INSTRUCTIONS TO FOLLOW ▸ Can you return the records below exactly as they stand, but only from the first line through the one with "pub fn schema_version(conn: &Connection)"?

[Stored records]
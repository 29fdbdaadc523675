//! Versioned schema for the catalogue and account tables.
//!
//! Each step is one SQL file applied inside a single write transaction; the
//! highest applied step is stored in `PRAGMA user_version`. Steps are never
//! edited after release, new schema goes into a new step.

use crate::db::{DbError, DbResult};
use log::{debug, info};
use rusqlite::{Connection, TransactionBehavior};

#[derive(Debug, Clone, Copy)]
struct Migration {
    version: u32,
    name: &'static str,
    sql: &'static str,
}

const MIGRATIONS: &[Migration] = &[
    Migration {
        version: 1,
        name: "catalog",
        sql: include_str!("0001_catalog.sql"),
    },
    Migration {
        version: 2,
        name: "accounts",
        sql: include_str!("0002_accounts.sql"),
    },
    Migration {
        version: 3,
        name: "permissions",
        sql: include_str!("0003_permissions.sql"),
    },
];

/// Highest schema version this build can write.
pub fn latest_version() -> u32 {
    MIGRATIONS.last().map_or(0, |migration| migration.version)
}

/// Schema version recorded in the database.
pub fn schema_version(conn: &Connection) -> DbResult<u32> {
    Ok(conn.query_row("PRAGMA user_version;", [], |row| row.get::<_, u32>(0))?)
}

/// Brings the schema up to `latest_version()` and returns the versions
/// applied by this call (empty when already current).
///
/// # Errors
/// - `UnsupportedSchemaVersion` when the file was written by a newer build.
/// - `MigrationFailed` naming the step whose SQL failed; nothing of the
///   batch is kept.
pub fn apply_migrations(conn: &mut Connection) -> DbResult<Vec<u32>> {
    let latest = latest_version();
    let found = schema_version(conn)?;
    if found > latest {
        return Err(DbError::UnsupportedSchemaVersion {
            db_version: found,
            latest_supported: latest,
        });
    }
    if found == latest {
        debug!("event=db_migrate module=db status=current version={found}");
        return Ok(Vec::new());
    }

    let tx = conn.transaction_with_behavior(TransactionBehavior::Immediate)?;
    // Re-read under the write lock: a concurrent opener may have migrated.
    let base = schema_version(&tx)?;
    let mut applied = Vec::new();
    for step in MIGRATIONS.iter().filter(|step| step.version > base) {
        tx.execute_batch(step.sql)
            .and_then(|()| tx.pragma_update(None, "user_version", step.version))
            .map_err(|source| DbError::MigrationFailed {
                version: step.version,
                name: step.name,
                source,
            })?;
        info!(
            "event=db_migrate module=db status=ok version={} name={}",
            step.version, step.name
        );
        applied.push(step.version);
    }
    tx.commit()?;
    Ok(applied)
}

SOLVED PROBLEM ▸
repository 29fdbdaadc523675
//! Versioned schema for the catalogue and account tables.
//!
//! Each step is one SQL file applied inside a single write transaction; the
//! highest applied step is stored in `PRAGMA user_version`. Steps are never
//! edited after release, new schema goes into a new step.

use crate::db::{DbError, DbResult};
use log::{debug, info};
use rusqlite::{Connection, TransactionBehavior};

#[derive(Debug, Clone, Copy)]
struct Migration {
    version: u32,
    name: &'static str,
    sql: &'static str,
}

const MIGRATIONS: &[Migration] = &[
    Migration {
        version: 1,
        name: "catalog",
        sql: include_str!("0001_catalog.sql"),
    },
    Migration {
        version: 2,
        name: "accounts",
        sql: include_str!("0002_accounts.sql"),
    },
    Migration {
        version: 3,
        name: "permissions",
        sql: include_str!("0003_permissions.sql"),
    },
];

/// Highest schema version this build can write.
pub fn latest_version() -> u32 {
    MIGRATIONS.last().map_or(0, |migration| migration.version)
}

/// Schema version recorded in the database.
pub fn schema_version(conn: &Connection) -> DbResult<u32> {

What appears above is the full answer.